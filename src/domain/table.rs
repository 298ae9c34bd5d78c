use serde::{Deserialize, Serialize};
use std::fmt;
use std::ops::Range;

/// A single spreadsheet value, independent of the file format it came from.
#[derive(Debug, Clone, PartialEq, Default)]
pub enum Cell {
    #[default]
    Empty,
    Text(String),
    Number(f64),
    Bool(bool),
    /// Formula text (without the leading `=`) and the value last computed for it.
    Formula { formula: String, value: Box<Cell> },
}

const EMPTY_CELL: Cell = Cell::Empty;

/// `n` as an i64 when it lies inside the i64 range; decimals are truncated.
pub fn checked_i64(n: f64) -> Option<i64> {
    let bound = -(i64::MIN as f64);
    (n.is_finite() && n >= i64::MIN as f64 && n < bound).then(|| n.trunc() as i64)
}

impl Cell {
    pub fn text(value: impl Into<String>) -> Self {
        Cell::Text(value.into())
    }

    /// The computed value of a formula cell, the cell itself otherwise.
    pub fn value(&self) -> &Cell {
        match self {
            Cell::Formula { value, .. } => value,
            other => other,
        }
    }

    pub fn is_blank(&self) -> bool {
        match self.value() {
            Cell::Empty => true,
            Cell::Text(s) => s.trim().is_empty(),
            _ => false,
        }
    }

    /// 作為查找 key 的文字；空白儲存格回傳 None
    ///
    /// Integral numbers lose their decimal part so `12345.0` matches `"12345"`.
    pub fn as_key(&self) -> Option<String> {
        if self.is_blank() {
            return None;
        }
        match self.value() {
            Cell::Text(s) => Some(s.trim().to_string()),
            other => Some(other.to_string()),
        }
    }

    /// Integer view of the cell. Decimals are truncated toward zero.
    pub fn as_integer(&self) -> Option<i64> {
        match self.value() {
            Cell::Number(n) => checked_i64(*n),
            Cell::Text(s) => {
                let s = s.trim();
                s.parse::<i64>()
                    .ok()
                    .or_else(|| s.parse::<f64>().ok().and_then(checked_i64))
            }
            _ => None,
        }
    }
}

impl fmt::Display for Cell {
    fn fmt(&self, f: &mut fmt::Formatter<'_>) -> fmt::Result {
        match self {
            Cell::Empty => Ok(()),
            Cell::Text(s) => f.write_str(s),
            // 整數不輸出小數點
            Cell::Number(n) if n.fract() == 0.0 && n.abs() < 1e15 => write!(f, "{}", *n as i64),
            Cell::Number(n) => write!(f, "{}", n),
            Cell::Bool(b) => f.write_str(if *b { "TRUE" } else { "FALSE" }),
            Cell::Formula { value, .. } => fmt::Display::fmt(value, f),
        }
    }
}

impl From<i64> for Cell {
    fn from(value: i64) -> Self {
        Cell::Number(value as f64)
    }
}

impl From<&str> for Cell {
    fn from(value: &str) -> Self {
        Cell::Text(value.to_string())
    }
}

/// Row-major grid of cells. Rows may be ragged.
#[derive(Debug, Clone, PartialEq, Default)]
pub struct Table {
    pub rows: Vec<Vec<Cell>>,
}

impl Table {
    pub fn new(rows: Vec<Vec<Cell>>) -> Self {
        Self { rows }
    }

    pub fn len(&self) -> usize {
        self.rows.len()
    }

    pub fn is_empty(&self) -> bool {
        self.rows.is_empty()
    }

    pub fn cell(&self, row: usize, col: usize) -> &Cell {
        self.rows
            .get(row)
            .and_then(|r| r.get(col))
            .unwrap_or(&EMPTY_CELL)
    }

    /// Overwrites one cell. Short rows are padded; the row count never changes.
    pub fn set(&mut self, row: usize, col: usize, value: Cell) -> bool {
        let Some(cells) = self.rows.get_mut(row) else {
            return false;
        };
        if cells.len() <= col {
            cells.resize(col + 1, Cell::Empty);
        }
        cells[col] = value;
        true
    }
}

/// One worksheet, or the whole of a CSV file.
#[derive(Debug, Clone, PartialEq, Default)]
pub struct Sheet {
    pub name: Option<String>,
    pub table: Table,
}

/// Every worksheet of a spreadsheet file plus the one that was active when it
/// was saved. Always holds at least one sheet.
#[derive(Debug, Clone, PartialEq)]
pub struct Document {
    sheets: Vec<Sheet>,
    active: usize,
}

impl Document {
    /// None when `sheets` is empty. An out-of-range `active` falls back to 0.
    pub fn new(sheets: Vec<Sheet>, active: usize) -> Option<Self> {
        if sheets.is_empty() {
            return None;
        }
        let active = if active < sheets.len() { active } else { 0 };
        Some(Self { sheets, active })
    }

    pub fn sheets(&self) -> &[Sheet] {
        &self.sheets
    }

    pub fn active_index(&self) -> usize {
        self.active
    }

    pub fn first_sheet(&self) -> &Sheet {
        &self.sheets[0]
    }

    pub fn active_sheet(&self) -> &Sheet {
        &self.sheets[self.active]
    }

    pub fn active_sheet_mut(&mut self) -> &mut Sheet {
        &mut self.sheets[self.active]
    }

    /// A copy with the active sheet's table replaced; other sheets are kept as-is.
    pub fn with_active_table(&self, table: Table) -> Self {
        let mut document = self.clone();
        document.active_sheet_mut().table = table;
        document
    }
}

impl From<Sheet> for Document {
    fn from(sheet: Sheet) -> Self {
        Self {
            sheets: vec![sheet],
            active: 0,
        }
    }
}

/// An output template loaded for one run. Projections work on the active
/// sheet, whose row 0 is the header.
///
/// Projections never mutate a template; they clone the table into a working
/// copy, so one snapshot can feed any number of runs.
#[derive(Debug, Clone, PartialEq)]
pub struct Template {
    pub document: Document,
}

impl Template {
    pub const HEADER_ROWS: usize = 1;

    pub fn new(document: Document) -> Self {
        Self { document }
    }

    pub fn table(&self) -> &Table {
        &self.document.active_sheet().table
    }

    pub fn data_rows(&self) -> Range<usize> {
        Self::HEADER_ROWS.min(self.table().len())..self.table().len()
    }
}

/// Zero-based positions of the key column and the column a run overwrites.
#[derive(Debug, Clone, Copy, PartialEq, Eq, Serialize, Deserialize)]
pub struct ColumnLayout {
    pub key_column: usize,
    pub value_column: usize,
}

impl ColumnLayout {
    /// 庫存範本：G 欄為商品編號，B 欄為庫存
    pub const STOCK: ColumnLayout = ColumnLayout {
        key_column: 6,
        value_column: 1,
    };

    /// 價格範本：D 欄為商品編號，J 欄為價格
    pub const PRICE: ColumnLayout = ColumnLayout {
        key_column: 3,
        value_column: 9,
    };
}

/// Which stock-template rows are zeroed before merged values are written.
#[derive(Debug, Clone, Copy, PartialEq, Eq, Default, Serialize, Deserialize)]
#[serde(rename_all = "snake_case")]
pub enum ResetScope {
    #[serde(rename = "none")]
    Disabled,
    /// Only the last data row. This is what production has always done and is
    /// kept as the default until someone confirms that all rows were meant.
    #[default]
    LastRow,
    AllRows,
    /// Inclusive sheet row numbers (the header is row 1).
    Rows { first: usize, last: usize },
}

impl ResetScope {
    /// Table row indices covered by the scope, clamped to the data rows.
    pub fn row_indices(&self, template: &Template) -> Range<usize> {
        let data = template.data_rows();
        match *self {
            ResetScope::Disabled => data.start..data.start,
            ResetScope::LastRow if data.is_empty() => data,
            ResetScope::LastRow => data.end - 1..data.end,
            ResetScope::AllRows => data,
            ResetScope::Rows { first, last } => {
                let start = first.saturating_sub(1).clamp(data.start, data.end);
                let end = last.clamp(start, data.end);
                start..end
            }
        }
    }
}

#[cfg(test)]
mod tests {
    use super::*;

    fn template_with_rows(n: usize) -> Template {
        let rows = (0..n).map(|i| vec![Cell::from(i as i64)]).collect();
        Template::new(
            Sheet {
                name: None,
                table: Table::new(rows),
            }
            .into(),
        )
    }

    #[test]
    fn test_cell_key_normalizes_numbers() {
        assert_eq!(Cell::Number(12345.0).as_key(), Some("12345".to_string()));
        assert_eq!(Cell::text(" AB-1 ").as_key(), Some("AB-1".to_string()));
        assert_eq!(Cell::text("   ").as_key(), None);
        assert_eq!(Cell::Empty.as_key(), None);
    }

    #[test]
    fn test_cell_as_integer() {
        assert_eq!(Cell::Number(100.0).as_integer(), Some(100));
        assert_eq!(Cell::Number(99.9).as_integer(), Some(99));
        assert_eq!(Cell::text("42").as_integer(), Some(42));
        assert_eq!(Cell::text("12.5").as_integer(), Some(12));
        assert_eq!(Cell::text("n/a").as_integer(), None);
        assert_eq!(Cell::Empty.as_integer(), None);
        assert_eq!(Cell::Number(f64::NAN).as_integer(), None);
        assert_eq!(Cell::Number(1e20).as_integer(), None);
        assert_eq!(Cell::text("1e20").as_integer(), None);
    }

    #[test]
    fn test_formula_cells_read_as_their_value() {
        let cell = Cell::Formula {
            formula: "B2*2".to_string(),
            value: Box::new(Cell::Number(14.0)),
        };
        assert_eq!(cell.as_integer(), Some(14));
        assert_eq!(cell.as_key(), Some("14".to_string()));
        assert_eq!(cell.to_string(), "14");
        assert!(!cell.is_blank());
    }

    #[test]
    fn test_document_projects_onto_active_sheet() {
        let sheet = |name: &str, value: i64| Sheet {
            name: Some(name.to_string()),
            table: Table::new(vec![vec![Cell::from(value)]]),
        };
        let document = Document::new(vec![sheet("Notes", 1), sheet("Prices", 2)], 1).unwrap();
        let template = Template::new(document);
        assert_eq!(template.table().cell(0, 0), &Cell::Number(2.0));

        let updated = template
            .document
            .with_active_table(Table::new(vec![vec![Cell::from(9)]]));
        assert_eq!(updated.sheets().len(), 2);
        assert_eq!(updated.sheets()[0].table.cell(0, 0), &Cell::Number(1.0));
        assert_eq!(updated.active_sheet().table.cell(0, 0), &Cell::Number(9.0));
        // 範本本身不變
        assert_eq!(template.table().cell(0, 0), &Cell::Number(2.0));

        assert!(Document::new(Vec::new(), 0).is_none());
        assert_eq!(Document::new(vec![sheet("A", 1)], 5).unwrap().active_index(), 0);
    }

    #[test]
    fn test_table_set_pads_short_rows_without_adding_rows() {
        let mut table = Table::new(vec![vec![Cell::text("a")]]);
        assert!(table.set(0, 3, Cell::from(5)));
        assert_eq!(table.rows[0].len(), 4);
        assert_eq!(table.cell(0, 3), &Cell::Number(5.0));
        assert!(!table.set(1, 0, Cell::from(1)));
        assert_eq!(table.len(), 1);
    }

    #[test]
    fn test_reset_scope_rows() {
        let template = template_with_rows(5); // header + 4 data rows
        assert_eq!(ResetScope::LastRow.row_indices(&template), 4..5);
        assert_eq!(ResetScope::AllRows.row_indices(&template), 1..5);
        assert_eq!(ResetScope::Disabled.row_indices(&template), 1..1);
        assert_eq!(
            ResetScope::Rows { first: 2, last: 3 }.row_indices(&template),
            1..3
        );
        assert_eq!(
            ResetScope::Rows { first: 1, last: 99 }.row_indices(&template),
            1..5
        );
    }

    #[test]
    fn test_reset_scope_on_header_only_template() {
        let template = template_with_rows(1);
        assert!(ResetScope::LastRow.row_indices(&template).is_empty());
        assert!(ResetScope::AllRows.row_indices(&template).is_empty());
    }
}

• • • • •

Spot every line in the entries that includes the word "updated", and copy each one out.

[Answer section]:
        let updated = template
        assert_eq!(updated.sheets().len(), 2);
        assert_eq!(updated.sheets()[0].table.cell(0, 0), &Cell::Number(1.0));
        assert_eq!(updated.active_sheet().table.cell(0, 0), &Cell::Number(9.0));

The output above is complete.